Figure 5. Python code to plot a stacked bar chart for residential address data in census tract 48303010402


import matplotlib.pyplot as plt

# Format and sort YEAR_MONTH
df2["YEAR_MONTH"] = pd.to_datetime(df2["YEAR_MONTH"])
df2 = df2.sort_values(by="YEAR_MONTH", ascending=True)

# Fix casting
cols = [
    "TOTAL_RESIDENTIAL_ADDRESSES",
    "Active_Residential_Addresses",
    "STV_RESIDENTIAL_ADDRESSES",
    "LTV_RESIDENTIAL_ADDRESSES",
    "NO_STAT_RESIDENTIAL_ADDRESSES"
]
df2[cols] = df2[cols].fillna(0).astype(float).astype(int)

# Plot
plt.figure(figsize=(12, 6))
x = range(len(df2))
plt.bar(x, df2["Active_Residential_Addresses"], label="Active", color="#4CAF50")
plt.bar(
    x,
    df2["STV_RESIDENTIAL_ADDRESSES"],
    bottom=df2["Active_Residential_Addresses"],
    label="Short-Term Vacant",
    color="#FFFF00"
)
plt.bar(
    x,
    df2["LTV_RESIDENTIAL_ADDRESSES"],
    bottom=df2["Active_Residential_Addresses"] + df2["STV_RESIDENTIAL_ADDRESSES"],
    label="Long-Term Vacant",
    color="#FFA500"
)
plt.bar(
    x,
    df2["NO_STAT_RESIDENTIAL_ADDRESSES"],
    bottom=df2["Active_Residential_Addresses"]
    + df2["STV_RESIDENTIAL_ADDRESSES"]
    + df2["LTV_RESIDENTIAL_ADDRESSES"],
    label="No-Stat",
    color="#FF0000"
)

# Customize x-ticks on graph
ticks_to_show = [i for i, date in enumerate(df2["YEAR_MONTH"]) if date.month == 9]
labels_to_show = [df2["YEAR_MONTH"].dt.strftime("%Y-%m")[i] for i in ticks_to_show]

# Format graph
plt.xticks(ticks=ticks_to_show, labels=labels_to_show, rotation=45, ha="right")
plt.xlabel("Year-Month")
plt.ylabel("Residential Address Count by Mail Delivery Status")
plt.title("Residential Addresses Over Time")
plt.legend(title="Address Type")
plt.tight_layout()
plt.grid(axis="y", linestyle="--", alpha=0.4)
plt.show()
  

Figure 6. Residential addresses by mail delivery status for census tract 48303010402


Figure 6. Residential addresses by mail delivery status for census tract 48303010402

Conclusion

This article demonstrated how to use Python to call the NCWM API to query HUD Aggregated USPS Address Data to understand housing growth near Lubbock, Texas. Other NCWM datasets also are available with small tweaks to the code. Although the example in this article used Python to query the API endpoint, users can structure queries using various programming languages. This example showed that the number of USPS active residential addresses near Lubbock grew slightly but was relatively steady before 2020. In early 2020, the number of active residential addresses began to grow, nearly tripling by the second quarter of 2025, which suggests a high rate of housing production. Local planners, analysts, and policymakers can use similar methods to track neighborhood change in census tracts nationwide.

Note

Data users should remain mindful of the sublicense agreement to use USPS address data, which does not include selling, licensing, or distributing the data.

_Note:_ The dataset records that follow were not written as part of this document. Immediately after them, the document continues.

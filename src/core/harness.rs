//! Purpose: Run one recipe execution in a forked worker and collect its result envelope.
//! Exports: `RunRequest`, `LogLevel`, `MemoryDump`, `Diagnostics`, `ExecState`,
//! `PreparedRun`, `RunningExecution`, `read_envelope`.
//! Role: Isolated execution harness; the only code path that forks.
//! Invariants: Exactly one worker per execution; `&mut Recipe` is held until collection.
//! Invariants: The parent reads the length word before the payload.
//! Invariants: A short read is always `RecipeCrashed`, whatever the worker's exit status.
//! Invariants: The worker never returns, unwinds, logs through `tracing`, or loads modules.

use std::cell::RefCell;
use std::ffi::{CStr, CString};
use std::fs::File;
use std::io::{self, Read, Write};
use std::os::fd::{FromRawFd, OwnedFd};
use std::os::raw::{c_int, c_uint};
use std::panic::AssertUnwindSafe;
use std::path::{Path, PathBuf};

use serde::Serialize;

use crate::core::cpl::sys::{
    CPL_DFS_SIGNATURE_CHECKSUM, CPL_DFS_SIGNATURE_DATAMD5, CPL_ERROR_FILE_NOT_CREATED,
    CPL_ERROR_NONE, CPL_FALSE, CPL_MSG_DEBUG, CPL_MSG_ERROR, CPL_MSG_INFO, CPL_MSG_OFF,
    CPL_MSG_WARNING, CplErrorCode, CplErrorState, CplFrameset, CplMsgSeverity,
};
use crate::core::cpl::{CplSymbols, borrowed_string, to_cstring};
use crate::core::crash;
use crate::core::envelope::{
    Envelope, ErrorRecord, HEADER_LEN, MAX_ENVELOPE_LEN, WORD_LEN, declared_len,
};
use crate::core::error::{Error, ErrorKind};
use crate::core::frames::{Frame, build_frameset, product_frames};
use crate::core::params::{ParamValue, apply_overrides, reset_to_defaults};
use crate::core::recipe::Recipe;

/// Message severity, ordered from most to least verbose.
#[derive(Clone, Copy, Debug, Default, Eq, Ord, PartialEq, PartialOrd, Serialize)]
#[serde(rename_all = "lowercase")]
pub enum LogLevel {
    Debug,
    #[default]
    Info,
    Warning,
    Error,
    Off,
}

impl LogLevel {
    pub fn to_raw(self) -> CplMsgSeverity {
        match self {
            LogLevel::Debug => CPL_MSG_DEBUG,
            LogLevel::Info => CPL_MSG_INFO,
            LogLevel::Warning => CPL_MSG_WARNING,
            LogLevel::Error => CPL_MSG_ERROR,
            LogLevel::Off => CPL_MSG_OFF,
        }
    }

    pub fn parse(text: &str) -> Option<LogLevel> {
        match text.to_ascii_lowercase().as_str() {
            "debug" => Some(LogLevel::Debug),
            "info" => Some(LogLevel::Info),
            "warning" | "warn" => Some(LogLevel::Warning),
            "error" => Some(LogLevel::Error),
            "off" => Some(LogLevel::Off),
            _ => None,
        }
    }
}

/// When to dump the runtime's allocation table after the recipe finished.
#[derive(Clone, Copy, Debug, Default, Eq, PartialEq)]
pub enum MemoryDump {
    #[default]
    Never,
    IfLeaked,
    Always,
}

#[derive(Clone, Copy, Debug, Default, Eq, PartialEq)]
pub struct Diagnostics {
    pub memory_dump: MemoryDump,
    /// glibc `mtrace` into `recipe.mtrace` in the run directory.
    pub memory_trace: bool,
    /// Attach gdb from the crash handler and append its output to the crash record.
    pub stack_dump: bool,
}

/// Everything one execution needs besides the recipe itself.
#[derive(Clone, Debug)]
pub struct RunRequest {
    pub dir: PathBuf,
    pub parameters: Vec<(String, ParamValue)>,
    pub frames: Vec<Frame>,
    /// `None` or an empty value removes the variable in the worker.
    pub env: Vec<(String, Option<String>)>,
    pub log_file: PathBuf,
    pub log_level: LogLevel,
    pub diagnostics: Diagnostics,
}

impl RunRequest {
    pub fn new(dir: impl Into<PathBuf>) -> Self {
        let dir = dir.into();
        Self {
            log_file: dir.join("recipe.log"),
            dir,
            parameters: Vec::new(),
            frames: Vec::new(),
            env: Vec::new(),
            log_level: LogLevel::default(),
            diagnostics: Diagnostics::default(),
        }
    }

    pub fn with_parameter(mut self, name: impl Into<String>, value: ParamValue) -> Self {
        self.parameters.push((name.into(), value));
        self
    }

    pub fn with_frame(mut self, frame: Frame) -> Self {
        self.frames.push(frame);
        self
    }

    pub fn with_env(mut self, name: impl Into<String>, value: impl Into<String>) -> Self {
        self.env.push((name.into(), Some(value.into())));
        self
    }

    pub fn without_env(mut self, name: impl Into<String>) -> Self {
        self.env.push((name.into(), None));
        self
    }

    pub fn with_log_file(mut self, path: impl Into<PathBuf>) -> Self {
        self.log_file = path.into();
        self
    }

    pub fn with_log_level(mut self, level: LogLevel) -> Self {
        self.log_level = level;
        self
    }

    pub fn with_diagnostics(mut self, diagnostics: Diagnostics) -> Self {
        self.diagnostics = diagnostics;
        self
    }
}

#[derive(Clone, Copy, Debug, Eq, PartialEq)]
pub enum ExecState {
    Idle,
    Prepared,
    Running,
    Collecting,
    Done,
    Crashed,
}

/// Worker inputs converted to C strings before forking.
struct WorkerPlan {
    dir: CString,
    log_file: CString,
    log_level: CplMsgSeverity,
    env: Vec<(CString, Option<CString>)>,
    diagnostics: Diagnostics,
    process_name: String,
}

impl WorkerPlan {
    fn new(request: &RunRequest, process_name: String) -> Self {
        let env = request
            .env
            .iter()
            .map(|(name, value)| {
                let value = value
                    .as_deref()
                    .filter(|value| !value.is_empty())
                    .map(to_cstring);
                (to_cstring(name), value)
            })
            .collect();
        Self {
            dir: to_cstring(&request.dir.to_string_lossy()),
            log_file: to_cstring(&request.log_file.to_string_lossy()),
            log_level: request.log_level.to_raw(),
            env,
            diagnostics: request.diagnostics,
            process_name,
        }
    }
}

impl Recipe {
    /// Resets runtime state and loads the request's frames and parameters into the recipe.
    pub fn prepare(&mut self, request: &RunRequest) -> Result<PreparedRun<'_>, Error> {
        let symbols = *self.library().symbols();
        let tags = *self.library().type_tags();
        let recipe = self.recipe_ptr();
        // SAFETY: the recipe was initialized by `find_plugin`; we hold it exclusively.
        let code = unsafe {
            (symbols.error_reset)();
            (symbols.frameset_delete)((*recipe).frames);
            (*recipe).frames = build_frameset(&symbols, &request.frames);
            reset_to_defaults(&symbols, &tags, (*recipe).parameters);
            apply_overrides(&symbols, &tags, (*recipe).parameters, &request.parameters);
            (symbols.error_get_code)()
        };
        if code != CPL_ERROR_NONE {
            // SAFETY: the message getter returns runtime-owned static storage.
            let detail = unsafe { borrowed_string((symbols.error_get_message)()) };
            return Err(Error::new(ErrorKind::Initialization)
                .with_message(format!(
                    "CPL error {code} while preparing recipe: {}",
                    detail.unwrap_or_default()
                ))
                .with_hint("Check parameter values and input frames."));
        }
        let plan = WorkerPlan::new(request, self.name());
        Ok(PreparedRun {
            recipe: self,
            plan,
            dir: request.dir.clone(),
        })
    }

    /// Prepares, spawns, and collects one execution.
    pub fn run(&mut self, request: &RunRequest) -> Result<Envelope, Error> {
        self.prepare(request)?.spawn()?.collect()
    }
}

pub struct PreparedRun<'a> {
    recipe: &'a mut Recipe,
    plan: WorkerPlan,
    dir: PathBuf,
}

impl<'a> PreparedRun<'a> {
    pub fn state(&self) -> ExecState {
        ExecState::Prepared
    }

    /// Forks the worker; the returned execution must be collected to reap it.
    pub fn spawn(self) -> Result<RunningExecution<'a>, Error> {
        let (read_end, write_end) = pipe()?;
        // SAFETY: the child only runs `run_worker`, which ends in `_exit`.
        let pid = unsafe { libc::fork() };
        if pid < 0 {
            return Err(Error::new(ErrorKind::SpawnFailed)
                .with_message("cannot fork recipe worker")
                .with_source(io::Error::last_os_error()));
        }
        if pid == 0 {
            drop(read_end);
            run_worker(self.recipe, &self.plan, write_end);
        }
        drop(write_end);
        tracing::debug!(pid, dir = %self.dir.display(), "spawned recipe worker");
        Ok(RunningExecution {
            _recipe: self.recipe,
            pid: Some(pid),
            reader: File::from(read_end),
            dir: self.dir,
        })
    }
}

Pandas is a data manipulation library in Python that holds data as a table, similar to a data table in Microsoft Excel or a SQL database, in what is called a dataframe. ×

A dataframe is a data structure organized into a two-dimensional table of rows and columns. ×

 
Published Date: 22 January 2026


The contents of this article are the views of the author(s) and do not necessarily reflect the views or policies of the U.S. Department of Housing and Urban Development or the U.S. Government.